Masi Oka is a natural born Hiro.
As we all know, but The Boston Herald recently detailed, The Japan-born, California-raised actor nabbed an Emmy nomination for his role as Hiro Nakamura, a computer programmer turned time-traveling protagonist on the NBC hit drama Heroes.
"Personally, it is definitely an honor," Oka said of his nomination. "To be part of this ensemble is just a gift. To have an Emmy nom is a cherry on top. We're all proud of it."
Heroes - the standout hit of last season, also stars Ali Larter ("Final Destination"), Milo Ventimiglia ("Gilmore Girls") and Hayden Panettiere ("Ice Princess") as everyday people with superhuman abilities. But the show's moral compass, Hiro, almost wasn't part of the show, creator Tim Kring said during a recent conference call with reporters.

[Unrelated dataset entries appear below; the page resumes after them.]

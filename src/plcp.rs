//! Permuted LCP array.
//!
//! Indexed by text position, not by suffix-array row: `get(x)` is the length
//! of the longest common prefix between the suffix starting at `x` and the
//! suffix right before it in suffix-array order. Locate reads it at positions
//! produced by `phi` to decide whether the walk has left the pattern's range.

use crate::int_vector::IntVector;

#[derive(Clone, Debug, Default, PartialEq, Eq)]
pub struct PermutedLcp {
    values: IntVector,
}

impl PermutedLcp {
    pub fn new(plcp: &[usize]) -> Self {
        Self {
            values: IntVector::from_slice(plcp),
        }
    }

    #[inline]
    pub fn get(&self, x: usize) -> usize {
        self.values.get(x)
    }

    #[inline]
    pub fn len(&self) -> usize {
        self.values.len()
    }

    #[inline]
    pub fn is_empty(&self) -> bool {
        self.values.is_empty()
    }

    pub fn size_bytes(&self) -> usize {
        self.values.size_bytes()
    }
}

#[cfg(feature = "std")]
impl crate::serialize::Serialize for PermutedLcp {
    fn serialize<W: std::io::Write>(&self, out: &mut W) -> std::io::Result<usize> {
        self.values.serialize(out)
    }

    fn load<R: std::io::Read>(input: &mut R) -> crate::error::Result<Self> {
        Ok(Self {
            values: IntVector::load(input)?,
        })
    }
}
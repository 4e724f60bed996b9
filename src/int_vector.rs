//! Bit-packed integer array.
//!
//! Stores `len` unsigned integers of a fixed bit `width` back to back in a
//! word array. Used for run samples, run mappings and the PLCP.

extern crate alloc;
use alloc::vec;
use alloc::vec::Vec;

#[derive(Clone, Debug, Default, PartialEq, Eq)]
pub struct IntVector {
    data: Vec<u64>,
    len: usize,
    width: usize,
}

/// Number of bits needed to represent `x` (`0` for `0`).
#[inline]
pub fn bit_len(x: u64) -> usize {
    (u64::BITS - x.leading_zeros()) as usize
}

impl IntVector {
    /// Zero-filled vector of `len` entries, `width` bits each.
    pub fn with_width(len: usize, width: usize) -> Self {
        assert!(width <= 64, "integer width {} exceeds 64 bits", width);
        Self {
            data: vec![0; (len * width).div_ceil(64)],
            len,
            width,
        }
    }

    /// Packs `values` using the smallest width that fits the largest one.
    pub fn from_slice(values: &[usize]) -> Self {
        let max = values.iter().copied().max().unwrap_or(0);
        let mut iv = Self::with_width(values.len(), bit_len(max as u64));
        for (i, &v) in values.iter().enumerate() {
            iv.set(i, v);
        }
        iv
    }

    #[inline]
    fn mask(&self) -> u64 {
        if self.width == 64 {
            u64::MAX
        } else {
            (1u64 << self.width) - 1
        }
    }

    #[inline]
    pub fn get(&self, i: usize) -> usize {
        assert!(i < self.len, "index {} out of bounds ({})", i, self.len);
        if self.width == 0 {
            return 0;
        }

        let bit = i * self.width;
        let word = bit / 64;
        let offset = bit % 64;

        let mut value = self.data[word] >> offset;
        if offset + self.width > 64 {
            value |= self.data[word + 1] << (64 - offset);
        }
        (value & self.mask()) as usize
    }

    pub fn set(&mut self, i: usize, value: usize) {
        assert!(i < self.len, "index {} out of bounds ({})", i, self.len);
        let value = value as u64;
        assert!(
            bit_len(value) <= self.width,
            "value {} does not fit in {} bits",
            value,
            self.width
        );
        if self.width == 0 {
            return;
        }

        let mask = self.mask();
        let bit = i * self.width;
        let word = bit / 64;
        let offset = bit % 64;

        self.data[word] &= !(mask << offset);
        self.data[word] |= value << offset;
        if offset + self.width > 64 {
            let spill = 64 - offset;
            self.data[word + 1] &= !(mask >> spill);
            self.data[word + 1] |= value >> spill;
        }
    }

    #[inline]
    pub fn len(&self) -> usize {
        self.len
    }

    #[inline]
    pub fn is_empty(&self) -> bool {
        self.len == 0
    }

    #[inline]
    pub fn width(&self) -> usize {
        self.width
    }

    pub fn iter(&self) -> impl Iterator<Item = usize> + '_ {
        (0..self.len).map(move |i| self.get(i))
    }

    pub fn size_bytes(&self) -> usize {
        self.data.len() * core::mem::size_of::<u64>() + 2 * core::mem::size_of::<usize>()
    }
}

#[cfg(feature = "std")]
impl crate::serialize::Serialize for IntVector {
    fn serialize<W: std::io::Write>(&self, out: &mut W) -> std::io::Result<usize> {
        use crate::serialize::{write_usize, write_words};

        let mut written = write_usize(out, self.len)?;
        written += write_usize(out, self.width)?;
        written += write_words(out, &self.data)?;
        Ok(written)
    }

    fn load<R: std::io::Read>(input: &mut R) -> crate::error::Result<Self> {
        use crate::error::Error;
        use crate::serialize::{read_usize, read_words};

        let len = read_usize(input)?;
        let width = read_usize(input)?;
        if width > 64 {
            return Err(Error::Corrupt("integer width exceeds 64 bits"));
        }
        let data = read_words(input)?;
        let expected = len
            .checked_mul(width)
            .ok_or(Error::Corrupt("integer vector too large"))?
            .div_ceil(64);
        if data.len() != expected {
            return Err(Error::Corrupt("integer vector length mismatch"));
        }
        Ok(Self { data, len, width })
    }
}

"When I read the first draft of the script, the character (Hiro) didn't actually exist. There were a preponderance of characters that felt these powers were an affliction. The character was created to lighten up the initial script," said Kring, whose writing credits also include "Crossing Jordan" and "Providence."
Luckily, for Oka and for viewers, Kring opted for a positive presence.
"He embodies the sense of the Everyman. He kept his dream. To be able to live vicariously, to live my dreams through his dreams, is fantastic," said Oka, 32.
Oka and Hiro share some similarities - Oka is trained in Kendo, Japanese sword fighting, and Hiro battled the heroes' nemesis Sylar (Zachary Quinto) with an ancient Kensei sword - but Oka turns to real-life heroes for inspiration, not anime comic books as Hiro does.
"My real-life hero is my mother. Growing up, being raised by a single mom who came from Japan to America (to give me a better life) and gave up her entire life for me, I will never be able to repay what my mom has done for me," Oka said.
The Brown University graduate also works for George Lucas' Industrial Light & Magic special effects company when not acting.
With the season one DVD release scheduled for Aug. 28 and the Emmy Awards on Sept. 16, Oka and Kring hope to maintain the show's momentum throughout the fall.
"It's not pressure to top it, it's pressure to keep it going. A show like this or this particular show has been defined by its ability to defy your expectations. People want to watch it because they don't know where it is going to take them. We have extraordinary staff and cast," said Kring. "We are on a big roll right now."